TASK: Each line of the listing below that includes "date" must be copied.
Segment Start: RECORDS FOR THE TASK
// SPDX-License-Identifier: AGPL-3.0-or-later
//
// Copyright (C) 2026 Relational Network

//! Path constants and utilities for the data directory layout.

use std::path::{Path, PathBuf};

use uuid::Uuid;

/// Default base directory for all persistent storage.
pub const DATA_ROOT: &str = "./data";

/// Storage path utilities.
#[derive(Debug, Clone)]
pub struct StoragePaths {
    root: PathBuf,
}

impl Default for StoragePaths {
    fn default() -> Self {
        Self::new(DATA_ROOT)
    }
}

impl StoragePaths {
    /// Create a new StoragePaths with a custom root (useful for testing).
    pub fn new(root: impl AsRef<Path>) -> Self {
        Self {
            root: root.as_ref().to_path_buf(),
        }
    }

    /// Root directory for all data.
    pub fn root(&self) -> &Path {
        &self.root
    }

    /// Embedded database file (records and inline ciphertext).
    pub fn db_file(&self) -> PathBuf {
        self.root.join("cloak.redb")
    }

    // ========== Blob Paths ==========

    /// Directory containing all ciphertext blobs.
    pub fn blobs_dir(&self) -> PathBuf {
        self.root.join("blobs")
    }

    /// Path to a blob's ciphertext.
    pub fn blob(&self, id: &Uuid) -> PathBuf {
        self.blobs_dir().join(format!("{id}.bin"))
    }

    /// Path to a blob's metadata sidecar.
    pub fn blob_meta(&self, id: &Uuid) -> PathBuf {
        self.blobs_dir().join(format!("{id}.meta.json"))
    }

    /// Temporary path used while a blob is being written.
    pub fn blob_partial(&self, id: &Uuid) -> PathBuf {
        self.blobs_dir().join(format!("{id}.partial"))
    }

    // ========== Audit Log Paths ==========

    /// Directory containing audit logs.
    pub fn audit_dir(&self) -> PathBuf {
        self.root.join("audit")
    }

    /// Directory for a specific date's audit logs.
    pub fn audit_date_dir(&self, date: &str) -> PathBuf {
        self.audit_dir().join(date)
    }

    /// Path to a daily audit events file (JSONL format).
    pub fn audit_events_file(&self, date: &str) -> PathBuf {
        self.audit_date_dir(date).join("events.jsonl")
    }
}

#[cfg(test)]
mod tests {
    use super::*;

    #[test]
    fn default_paths_use_data_root() {
        let paths = StoragePaths::default();
        assert_eq!(paths.root(), Path::new("./data"));
        assert_eq!(paths.db_file(), PathBuf::from("./data/cloak.redb"));
    }

    #[test]
    fn blob_paths_are_correct() {
        let paths = StoragePaths::new("/tmp/test-data");
        let id = Uuid::parse_str("6f9619ff-8b86-d011-b42d-00cf4fc964ff").unwrap();

        assert_eq!(paths.blobs_dir(), PathBuf::from("/tmp/test-data/blobs"));
        assert_eq!(
            paths.blob(&id),
            PathBuf::from("/tmp/test-data/blobs/6f9619ff-8b86-d011-b42d-00cf4fc964ff.bin")
        );
        assert_eq!(
            paths.blob_meta(&id),
            PathBuf::from("/tmp/test-data/blobs/6f9619ff-8b86-d011-b42d-00cf4fc964ff.meta.json")
        );
    }

    #[test]
    fn audit_paths_are_correct() {
        let paths = StoragePaths::new("/srv/cloak");
        assert_eq!(paths.audit_dir(), PathBuf::from("/srv/cloak/audit"));
        assert_eq!(
            paths.audit_events_file("2026-03-01"),
            PathBuf::from("/srv/cloak/audit/2026-03-01/events.jsonl")
        );
    }
}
Segment End: RECORDS FOR THE TASK
ANSWER FOR THE TASK:
    /// Directory for a specific date's audit logs.
    pub fn audit_date_dir(&self, date: &str) -> PathBuf {
        self.audit_dir().join(date)
    pub fn audit_events_file(&self, date: &str) -> PathBuf {
        self.audit_date_dir(date).join("events.jsonl")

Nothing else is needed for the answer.